Volume 27 Issue 3, Summer 2022
Review by Steve Allen
Are humans on a path to destroy nature?
Conventional wisdom says yes, that through climate change, destruction of natural habitat, overuse of herbicides and pesticides, and a long series of other sins, human action could lead to the demise of nature.
Rob Dunn, professor of applied ecology and author of A Natural History of the Future, disagrees. He believes that we’ve got it backwards: people are not going to destroy nature but instead are setting the stage for nature to destroy us. While humans and some larger life forms may go extinct — all species do eventually — microscopic parasites and insects like Aedes mosquitos will survive long after we are gone.
Dunn returns over and over again to a scientific experiment now known as the megaplate . Scientists set up a large Petri dish (2 ft. x 4 ft.), divided the plate like a football field with two end zones and seven strips between them, and filled it with agar, a favorite food of bacteria. In the two strips next to the end zones, a mild solution of an antibiotic was applied, then a 10x stronger solution in the next strips, 100x stronger in the next two, and 1000x stronger in the center. A small colony of E. coli was then placed in each end zone.
The E. coli was expected to spread across the end zones and try to cross into the first strips only to be killed by the antibiotic, eventually starving when all of the agar in the end zone was consumed. That didn’t happen. Instead, one or a few bacteria mutated to become resistant to the mild antibiotic, then multiplied to fill the first strip. Mutations occurred repeatedly at the edge of each strip until E. coli filled the entire plate. This process took 12 days. (Click here to see a video of the experiment.)
Shocked at this outcome, the scientists repeated the experiment multiple times, all with the same result. A newer, more powerful, antibiotic slowed the process to 14 days. The conclusion drawn from this experiment is that faced with the prospect of extinction, a dangerous parasite can evolve in a few weeks* to become resistant to the most powerful weapon humans have created to combat it.
The megaplate is both an example of how fast the law of natural selection can work in a closed system, and a metaphor for how human attempts to destroy what we perceive as an enemy can go horribly wrong. As Dunn points out, the corn monoculture of the American Midwest is a megaplate. If a Roundup-resistant corn fungus were to evolve and take hold, it could destroy the crop and the economy with it in very short order.
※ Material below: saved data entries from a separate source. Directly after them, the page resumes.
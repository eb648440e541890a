use std::fmt::Write;

use klara_assessment::recommend::{self, MGD_SYMPTOMS};
use klara_core::models::assessment::AssessmentResult;
use klara_core::models::history::{CHART_WINDOW, SymptomHistory, Trend};

pub fn referral(red_flags: &[String]) -> String {
    let mut out = String::from(
        "Some of your answers need in-person care rather than an online assessment.\n\
         Please contact an eye care provider or urgent care today.\n\n",
    );
    for flag in red_flags {
        let _ = writeln!(out, "  ! {flag}");
    }
    out
}

pub fn result(result: &AssessmentResult, max_total: Option<i32>) -> String {
    let plan = recommend::care_plan(result.severity);
    let mut out = String::new();

    let _ = writeln!(out, "Severity: {}", result.severity);
    let _ = writeln!(out, "{}\n", plan.summary);
    let _ = match max_total {
        Some(max) => writeln!(out, "Total score: {}/{max}", result.total_score),
        None => writeln!(out, "Total score: {}", result.total_score),
    };
    let _ = writeln!(
        out,
        "DEQ-5 score: {} ({})",
        result.deq5_score,
        if result.deq5_positive { "positive" } else { "negative" }
    );

    let factors = result.risk_factors.descriptions();
    if !factors.is_empty() {
        out.push_str("\nRisk factors identified:\n");
        for factor in factors {
            let _ = writeln!(out, "  - {factor}");
        }
    }

    if recommend::shows_mgd_guidance(&result.risk_factors) {
        out.push_str("\nSigns of meibomian gland dysfunction:\n");
        for symptom in MGD_SYMPTOMS {
            let _ = writeln!(out, "  - {symptom}");
        }
    }

    out.push_str("\nRecommended products:\n");
    for (category, quota) in plan.products {
        let _ = writeln!(out, "  - {category}: {quota}");
    }

    let treatments = plan.treatments();
    if !treatments.is_empty() {
        out.push_str("\nTreatments to discuss with your ophthalmologist:\n");
        for t in treatments {
            let _ = writeln!(out, "  - {} ({}): {}", t.name, t.category, t.description);
        }
    }

    if let Some(prompt) = plan.booking {
        let _ = writeln!(out, "\nBook a specialist consultation. {prompt}.");
    }
    out
}

pub fn history(history: &SymptomHistory) -> String {
    let Some(latest) = history.latest() else {
        return "Complete an assessment to start tracking your symptoms over time.\n".to_string();
    };

    let mut out = String::new();
    for entry in history.recent(CHART_WINDOW) {
        let _ = writeln!(
            out,
            "{}  {:>2}  {}",
            entry.timestamp.strftime("%Y-%m-%d"),
            entry.total_score,
            entry.severity
        );
    }
    let _ = writeln!(out, "\nLatest: {} ({})", latest.total_score, latest.severity);
    match history.trend() {
        Some(Trend::Improving) => out.push_str("Trend: improving\n"),
        Some(Trend::Worsening) => out.push_str("Trend: worsening\n"),
        Some(Trend::Stable) => out.push_str("Trend: stable\n"),
        None => out.push_str("Retake the assessment in a few weeks to see your trend.\n"),
    }
    out
}
#![deny(warnings)]

use crate::analyzer::{AnalyzeError, Analyzer, EnglishAnalyzer};
use crate::english::{english_grammar, english_lexicon, verb_lemmas};
use crate::roles::Modifier;
use arbor::{ParseError, ParserConfig};
use taggers::{HeuristicLemmatizer, HeuristicTagger};

fn analyzer() -> EnglishAnalyzer {
    Analyzer::english()
}

///////////////////////////////////////////////////////////////////////////////

#[test]
fn coordination_fans_out_agents() {
    let recs = analyzer().analyze("the boy and the girl chase the dog").unwrap();
    assert_eq!(recs.len(), 2);
    for rec in &recs {
        assert_eq!(rec.action.lemma, "chase");
        assert_eq!(rec.patients.len(), 1);
        assert_eq!(rec.patients[0].head, "dog");
        assert!(rec.modifiers.is_empty());
        assert!(rec.subclauses.is_empty());
    }
    let agents: Vec<&str> = recs.iter().map(|r| r.agents[0].head.as_str()).collect();
    assert_eq!(agents, ["boy", "girl"]);
}

#[test]
fn coordination_chain_of_three() {
    let recs = analyzer().analyze("the boy and the girl and the dog run").unwrap();
    assert_eq!(recs.len(), 3);
    let agents: Vec<&str> = recs.iter().map(|r| r.agents[0].head.as_str()).collect();
    assert_eq!(agents, ["boy", "girl", "dog"]);
}

#[test]
fn coordinated_verbs_cross_with_patients() {
    let recs = analyzer().analyze("the dog chases and bites the cat").unwrap();
    assert_eq!(recs.len(), 2);
    let lemmas: Vec<&str> = recs.iter().map(|r| r.action.lemma.as_str()).collect();
    assert_eq!(lemmas, ["chase", "bite"]);
    for rec in &recs {
        assert_eq!(rec.agents[0].head, "dog");
        assert_eq!(rec.patients[0].head, "cat");
    }
}

#[test]
fn sentence_coordination_splits_clauses() {
    let recs = analyzer().analyze("the boy runs and the girl walks").unwrap();
    assert_eq!(recs.len(), 2);
    assert_eq!(recs[0].agents[0].head, "boy");
    assert_eq!(recs[0].action.lemma, "run");
    assert_eq!(recs[1].agents[0].head, "girl");
    assert_eq!(recs[1].action.lemma, "walk");
}

#[test]
fn intransitive_keeps_its_record() {
    let recs = analyzer().analyze("the dog runs").unwrap();
    assert_eq!(recs.len(), 1);
    assert_eq!(recs[0].agents[0].head, "dog");
    assert_eq!(recs[0].agents[0].attributes, ["the"]);
    assert_eq!(recs[0].action.lemma, "run");
    assert_eq!(recs[0].action.surface, "runs");
    assert!(recs[0].patients.is_empty());
    assert!(recs[0].modifiers.is_empty());
}

#[test]
fn adverb_becomes_a_modifier() {
    let recs = analyzer().analyze("the dog runs quickly").unwrap();
    assert_eq!(recs.len(), 1);
    assert_eq!(
        recs[0].modifiers,
        [Modifier::Adverb { word: "quickly".to_string() }]
    );
}

#[test]
fn prepositional_modifier_carries_its_object() {
    let recs = analyzer().analyze("a person walks to the park").unwrap();
    assert_eq!(recs.len(), 1);
    assert_eq!(recs[0].action.lemma, "walk");
    match &recs[0].modifiers[0] {
        Modifier::Prepositional { prep, objects } => {
            assert_eq!(prep, "to");
            assert_eq!(objects.len(), 1);
            assert_eq!(objects[0].head, "park");
        }
        other => panic!("expected prepositional modifier, got {:?}", other),
    }
}

#[test]
fn relative_clause_nests_a_subclause() {
    let recs = analyzer()
        .analyze("the teacher who teaches math is running quickly")
        .unwrap();
    assert_eq!(recs.len(), 1);
    let rec = &recs[0];
    assert_eq!(rec.agents[0].head, "teacher");
    assert_eq!(rec.action.lemma, "run");
    assert_eq!(rec.action.surface, "is running");
    assert_eq!(
        rec.modifiers,
        [Modifier::Adverb { word: "quickly".to_string() }]
    );
    assert_eq!(rec.subclauses.len(), 1);
    let sub = &rec.subclauses[0];
    assert_eq!(sub.agents[0].head, "teacher");
    assert_eq!(sub.action.lemma, "teach");
    assert_eq!(sub.patients[0].head, "math");
    assert!(sub.subclauses.is_empty());
}

#[test]
fn patient_side_relative_clause() {
    let recs = analyzer().analyze("the boy sees the dog that runs").unwrap();
    assert_eq!(recs.len(), 1);
    assert_eq!(recs[0].patients[0].head, "dog");
    assert_eq!(recs[0].subclauses.len(), 1);
    assert_eq!(recs[0].subclauses[0].agents[0].head, "dog");
    assert_eq!(recs[0].subclauses[0].action.lemma, "run");
}

#[test]
fn adjectives_are_entity_attributes() {
    let recs = analyzer().analyze("the angry dog bites the careless boy").unwrap();
    assert_eq!(recs.len(), 1);
    assert_eq!(recs[0].agents[0].attributes, ["the", "angry"]);
    assert_eq!(recs[0].patients[0].attributes, ["the", "careless"]);
    assert!(recs[0].modifiers.is_empty());
}

#[test]
fn attachment_ambiguity_yields_two_mappings() {
    let all = analyzer()
        .analyze_all("john sees the dog with a telescope")
        .unwrap();
    assert_eq!(all.len(), 2);
    // the richest-mapping policy keeps the VP-attached reading
    let recs = analyzer().analyze("john sees the dog with a telescope").unwrap();
    assert_eq!(recs.len(), 1);
    assert_eq!(recs[0].modifiers.len(), 1);
    assert!(recs[0].patients[0].attributes.is_empty());
}

#[test]
fn analysis_is_deterministic() {
    let analyzer = analyzer();
    let sentence = "the boy and the girl chase the dog in the park";
    assert_eq!(analyzer.analyze(sentence), analyzer.analyze(sentence));
    assert_eq!(analyzer.analyze_all(sentence), analyzer.analyze_all(sentence));
}

#[test]
fn unknown_word_is_reported_not_fatal() {
    assert_eq!(
        analyzer().analyze("the zebra runs"),
        Err(AnalyzeError::Parse(ParseError::UnclassifiedWord(
            "zebra".to_string()
        )))
    );
}

#[test]
fn ungrammatical_sentence_is_no_parse() {
    assert_eq!(
        analyzer().analyze("dog the runs"),
        Err(AnalyzeError::Parse(ParseError::NoParse))
    );
}

#[test]
fn recursion_limit_is_distinguished_from_no_parse() {
    let tight = Analyzer::with_config(
        english_grammar(),
        english_lexicon(),
        HeuristicTagger,
        HeuristicLemmatizer::with_known_forms(verb_lemmas().iter().copied()),
        ParserConfig { max_depth: 2 },
    );
    assert_eq!(
        tight.analyze("the dog runs"),
        Err(AnalyzeError::Parse(ParseError::RecursionLimit(2)))
    );
}

#[test]
fn pronoun_subject_with_two_modifiers() {
    let recs = analyzer().analyze("she works at the office quickly").unwrap();
    assert_eq!(recs.len(), 1);
    assert_eq!(recs[0].agents[0].head, "she");
    assert!(recs[0].agents[0].attributes.is_empty());
    assert_eq!(recs[0].action.lemma, "work");
    assert_eq!(recs[0].modifiers.len(), 2);
}

#[cfg(feature = "serde")]
#[test]
fn records_serialize_to_json() {
    let recs = analyzer().analyze("the dog runs quickly").unwrap();
    let json = serde_json::to_string(&recs).unwrap();
    assert!(json.contains("\"agents\""));
    assert!(json.contains("\"dog\""));
    assert!(json.contains("\"quickly\""));
}
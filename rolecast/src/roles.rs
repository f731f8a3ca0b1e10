#![deny(warnings)]

use std::fmt;

/// A participant in the action: head noun or pronoun plus the determiner,
/// adjective and prepositional attributes attached inside its noun phrase.
#[cfg_attr(feature = "serde", derive(serde::Serialize, serde::Deserialize))]
#[derive(Clone, PartialEq, Eq, Debug)]
pub struct Entity {
    pub head: String,
    pub attributes: Vec<String>,
}

impl Entity {
    pub fn new(head: impl Into<String>) -> Entity {
        Entity { head: head.into(), attributes: Vec::new() }
    }
}

impl fmt::Display for Entity {
    fn fmt(&self, f: &mut fmt::Formatter) -> fmt::Result {
        write!(f, "{}", self.head)?;
        if !self.attributes.is_empty() {
            write!(f, " ({})", self.attributes.join(", "))?;
        }
        Ok(())
    }
}

/// What is done: the verb's lemma plus the surface phrase it came from
/// (auxiliary included, eg: lemma "run" for surface "is running").
#[cfg_attr(feature = "serde", derive(serde::Serialize, serde::Deserialize))]
#[derive(Clone, PartialEq, Eq, Debug)]
pub struct Action {
    pub lemma: String,
    pub surface: String,
}

impl fmt::Display for Action {
    fn fmt(&self, f: &mut fmt::Formatter) -> fmt::Result {
        if self.lemma == self.surface {
            write!(f, "{}", self.lemma)
        } else {
            write!(f, "{} [{}]", self.lemma, self.surface)
        }
    }
}

/// Something attached to the verb phrase: a bare adverb or a preposition
/// with its governed entities (several when the inner NP is coordinated).
#[cfg_attr(feature = "serde", derive(serde::Serialize, serde::Deserialize))]
#[derive(Clone, PartialEq, Eq, Debug)]
pub enum Modifier {
    Adverb { word: String },
    Prepositional { prep: String, objects: Vec<Entity> },
}

impl fmt::Display for Modifier {
    fn fmt(&self, f: &mut fmt::Formatter) -> fmt::Result {
        match self {
            Modifier::Adverb { word } => write!(f, "{}", word),
            Modifier::Prepositional { prep, objects } => {
                let objs: Vec<String> = objects.iter().map(|o| o.to_string()).collect();
                write!(f, "{} {}", prep, objs.join(", "))
            }
        }
    }
}

/// One role assignment. Coordination fans a sentence out into several
/// records (every agent performs every action upon every patient), each
/// holding at most one agent/patient after the fan-out; the agent or
/// patient set is empty when the grammar slot was absent. Records are
/// built fresh per analysis and never mutated.
#[cfg_attr(feature = "serde", derive(serde::Serialize, serde::Deserialize))]
#[derive(Clone, PartialEq, Eq, Debug)]
pub struct RoleRecord {
    pub agents: Vec<Entity>,
    pub action: Action,
    pub patients: Vec<Entity>,
    pub modifiers: Vec<Modifier>,
    /// Nested records from relative clauses, agent = the entity they modify.
    pub subclauses: Vec<RoleRecord>,
}
#![deny(warnings)]

use crate::lexicon::WordClass;
use std::collections::HashMap;
use std::rc::Rc;
use std::{fmt, hash};

#[derive(Clone, Debug)]
pub enum Symbol {
    NonTerm(String),
    // A terminal names a word class; the parser checks membership in the Lexicon
    Term(WordClass),
}

impl Symbol {
    pub fn name(&self) -> &str {
        match self {
            Symbol::NonTerm(name) => name,
            Symbol::Term(class) => class.name(),
        }
    }

    pub fn is_terminal(&self) -> bool {
        matches!(self, Symbol::Term(_))
    }

    pub fn word_class(&self) -> Option<WordClass> {
        match self {
            Symbol::Term(class) => Some(*class),
            Symbol::NonTerm(_) => None,
        }
    }
}

// Symbols are deduped by name so a class and a nonterminal can't collide
impl hash::Hash for Symbol {
    fn hash<H: hash::Hasher>(&self, state: &mut H) {
        self.name().hash(state);
        self.is_terminal().hash(state);
    }
}

impl PartialEq for Symbol {
    fn eq(&self, other: &Symbol) -> bool {
        match (self, other) {
            (Symbol::Term(s), Symbol::Term(o)) => s == o,
            (Symbol::NonTerm(s), Symbol::NonTerm(o)) => s == o,
            _ => false,
        }
    }
}

impl Eq for Symbol {}

#[derive(PartialEq, Eq, Hash)]
pub struct Rule {
    pub head: String,
    pub spec: Vec<Rc<Symbol>>,
}

impl fmt::Display for Rule {
    fn fmt(&self, f: &mut fmt::Formatter) -> fmt::Result {
        write!(
            f,
            "{} -> {}",
            self.head,
            self.spec.iter().map(|s| s.name()).collect::<Vec<_>>().join(" ")
        )
    }
}

impl fmt::Debug for Rule {
    fn fmt(&self, f: &mut fmt::Formatter) -> fmt::Result {
        write!(f, "{}", self)
    }
}

#[derive(Clone)]
pub struct Grammar {
    pub start: String,
    pub rules: Vec<Rc<Rule>>,
}

impl Grammar {
    /// Alternatives for a nonterminal, in the order they were added.
    pub fn rules_for<'a>(&'a self, head: &'a str) -> impl Iterator<Item = &'a Rc<Rule>> {
        self.rules.iter().filter(move |rule| rule.head == head)
    }
}

impl fmt::Debug for Grammar {
    fn fmt(&self, f: &mut fmt::Formatter) -> fmt::Result {
        use std::collections::hash_map::Entry;
        let mut group_order = Vec::new();
        let mut rule_groups = HashMap::new();
        for r in &self.rules {
            match rule_groups.entry(&r.head) {
                Entry::Vacant(e) => {
                    group_order.push(&r.head);
                    e.insert(Vec::new()).push(r);
                }
                Entry::Occupied(mut e) => e.get_mut().push(r),
            }
        }
        writeln!(f, "Start: {}", self.start)?;
        for head in group_order {
            writeln!(f)?;
            for rule in rule_groups.get(head).unwrap() {
                writeln!(f, "{}", rule)?;
            }
        }
        Ok(())
    }
}

#[derive(Default)]
pub struct GrammarBuilder {
    symbols: HashMap<String, Rc<Symbol>>,
    rules: Vec<Rc<Rule>>,
    error: Option<String>,
}

/// Builds a Grammar while validating existence of Symbols and checking rules.
impl GrammarBuilder {
    fn add_symbol(&mut self, symbol: Symbol) {
        // Check for duplicate symbols to avoid overwriting by mistake
        if !self.symbols.contains_key(symbol.name()) {
            self.symbols.insert(symbol.name().to_string(), Rc::new(symbol));
        } else {
            self.error = Some(format!("Duplicate Symbol: {}", symbol.name()));
        }
    }

    pub fn nonterm(mut self, name: &str) -> Self {
        self.add_symbol(Symbol::NonTerm(name.into()));
        self
    }

    pub fn terminal(mut self, class: WordClass) -> Self {
        self.add_symbol(Symbol::Term(class));
        self
    }

    pub fn rule(mut self, head: &str, spec: &[&str]) -> Self {
        // First check that all symbols have been registered (need references)
        if let Some(s) = spec.iter().find(|&n| !self.symbols.contains_key(*n)) {
            self.error = Some(format!("Missing Symbol: {}", s));
            return self;
        }
        // Check the head
        match self.symbols.get(head) {
            Some(s) if s.is_terminal() => {
                self.error = Some(format!("Rule head must be NonTerm: {}", head));
                return self;
            }
            None => {
                self.error = Some(format!("Missing Symbol: {}", head));
                return self;
            }
            _ => (),
        }
        // Build the rule
        let rule = Rc::new(Rule {
            head: head.to_string(),
            spec: spec.iter().map(|&s| self.symbols[s].clone()).collect(),
        });
        // Check this rule is only added once. NOTE: `Rc`s equal on inner value
        if !self.rules.contains(&rule) {
            self.rules.push(rule);
        } else {
            self.error = Some(format!("Duplicate Rule: {}", rule));
        }
        self
    }

    pub fn into_grammar(mut self, start: &str) -> Result<Grammar, String> {
        let start = start.to_string();
        if let Some(s) = self.symbols.get(&start) {
            if s.is_terminal() {
                self.error = Some(format!("Grammar start must be NonTerm: {}", start));
            }
        } else {
            self.error = Some(format!("Missing start Symbol: {}", start));
        }
        self.error.map_or(Ok(Grammar { start, rules: self.rules }), Err)
    }
}

///////////////////////////////////////////////////////////////////////////////

#[cfg(test)]
mod tests {
    use super::{GrammarBuilder, Symbol, WordClass};
    use std::collections::HashSet;

    #[test]
    fn symbol_check_eq_hash() {
        assert_ne!(
            Symbol::NonTerm("N".to_string()),
            Symbol::Term(WordClass::Noun)
        );
        // Check that term and non-term of equal name are not the same
        let mut m = HashSet::new();
        m.insert(Symbol::NonTerm("N".to_string()));
        m.insert(Symbol::Term(WordClass::Noun));
        assert_eq!(m.len(), 2);
    }

    #[test]
    fn build_grammar() {
        let g = GrammarBuilder::default()
            .nonterm("S")
            .nonterm("NP")
            .terminal(WordClass::Noun)
            .terminal(WordClass::Verb)
            .rule("S", &["NP", "V"])
            .rule("NP", &["N"])
            .into_grammar("S");
        assert!(g.is_ok());
    }

    #[test]
    fn rule_display() {
        let g = GrammarBuilder::default()
            .nonterm("NP")
            .terminal(WordClass::Determiner)
            .terminal(WordClass::Noun)
            .rule("NP", &["Det", "N"])
            .into_grammar("NP")
            .unwrap();
        assert_eq!(g.rules[0].to_string(), "NP -> Det N");
    }

    #[test]
    fn grammar_has_dup_symbol() {
        let g = GrammarBuilder::default()
            .nonterm("S")
            .nonterm("S")
            .into_grammar("S");
        assert_eq!(g.unwrap_err(), "Duplicate Symbol: S");

        let g = GrammarBuilder::default()
            .terminal(WordClass::Noun)
            .terminal(WordClass::Noun)
            .nonterm("S")
            .rule("S", &["N"])
            .into_grammar("S");
        assert_eq!(g.unwrap_err(), "Duplicate Symbol: N");
    }

    #[test]
    fn grammar_has_dup_rule() {
        let g = GrammarBuilder::default()
            .nonterm("S")
            .terminal(WordClass::Noun)
            .rule("S", &["N"])
            .rule("S", &["N"])
            .into_grammar("S");
        assert_eq!(g.unwrap_err(), "Duplicate Rule: S -> N");
    }

    #[test]
    fn grammar_start_must_be_nonterm() {
        let g = GrammarBuilder::default()
            .nonterm("S")
            .terminal(WordClass::Noun)
            .rule("S", &["N"])
            .into_grammar("N");
        assert_eq!(g.unwrap_err(), "Grammar start must be NonTerm: N");
    }

    #[test]
    fn grammar_missing_symbol() {
        let g = GrammarBuilder::default()
            .nonterm("S")
            .terminal(WordClass::Noun)
            .rule("S", &["N"])
            .into_grammar("X");
        assert_eq!(g.unwrap_err(), "Missing start Symbol: X");

        // Check missing symbol in rule body
        let g = GrammarBuilder::default()
            .nonterm("S")
            .terminal(WordClass::Noun)
            .rule("S", &["N", "V"])
            .into_grammar("S");
        assert_eq!(g.unwrap_err(), "Missing Symbol: V");

        // Check missing rule head symbol
        let g = GrammarBuilder::default()
            .nonterm("S")
            .terminal(WordClass::Noun)
            .rule("X", &["N"])
            .into_grammar("S");
        assert_eq!(g.unwrap_err(), "Missing Symbol: X");
    }
}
There is a lot of conjecture about how an increase in temperature due to climate change will affect us. In Dunn’s view, this is a simple problem: if our average daily temperature increases by five degrees, our living conditions will come to resemble places where that climate exists now. Southern Florida will be like the rainforests of Central America.
This brings into play another natural law that will come to haunt us. The law of escape holds that species will benefit when they can evade their natural predators. The wildlife of the Central American rainforest, like jaguars and howler monkeys, may not be able to escape to Miami because there is not a clear pathway for them to get there. However, the parasites of the rainforest have many routes, and will have no trouble bringing north the diseases of the rainforest like malaria, dengue fever, and yellow fever.
Although the laws of nature all point to a future where parasites continue to flourish as humans and larger wildlife decline, Dunn tells us that we should not lose hope as long as we take steps to reverse the process. “Our best bet for extending our stay on this planet is a humble one: to pay attention to the laws of life and work with them rather than against them.”
To do this, we need to reduce greenhouse gas emissions to preserve the viability of the niches that are best suited for human habitation. We must also do all that we can to save the ecosystems on which we depend, or might depend upon for food. We have to provide corridors for beneficial species to travel to new homes when their current homes become uninhabitable. And finally, we need to manage our own ecosystems to keep the parasites at bay.
If we can do all of that, Dunn assures us, we have a good chance of surviving here on megaplate Earth.
*E. coli reproduce every 20 minutes, or about 70 times a day. That means that over 12 days, there were 840 generations. In human terms, this would take 16,000-20,000 years, or back to the middle of the last Ice Age.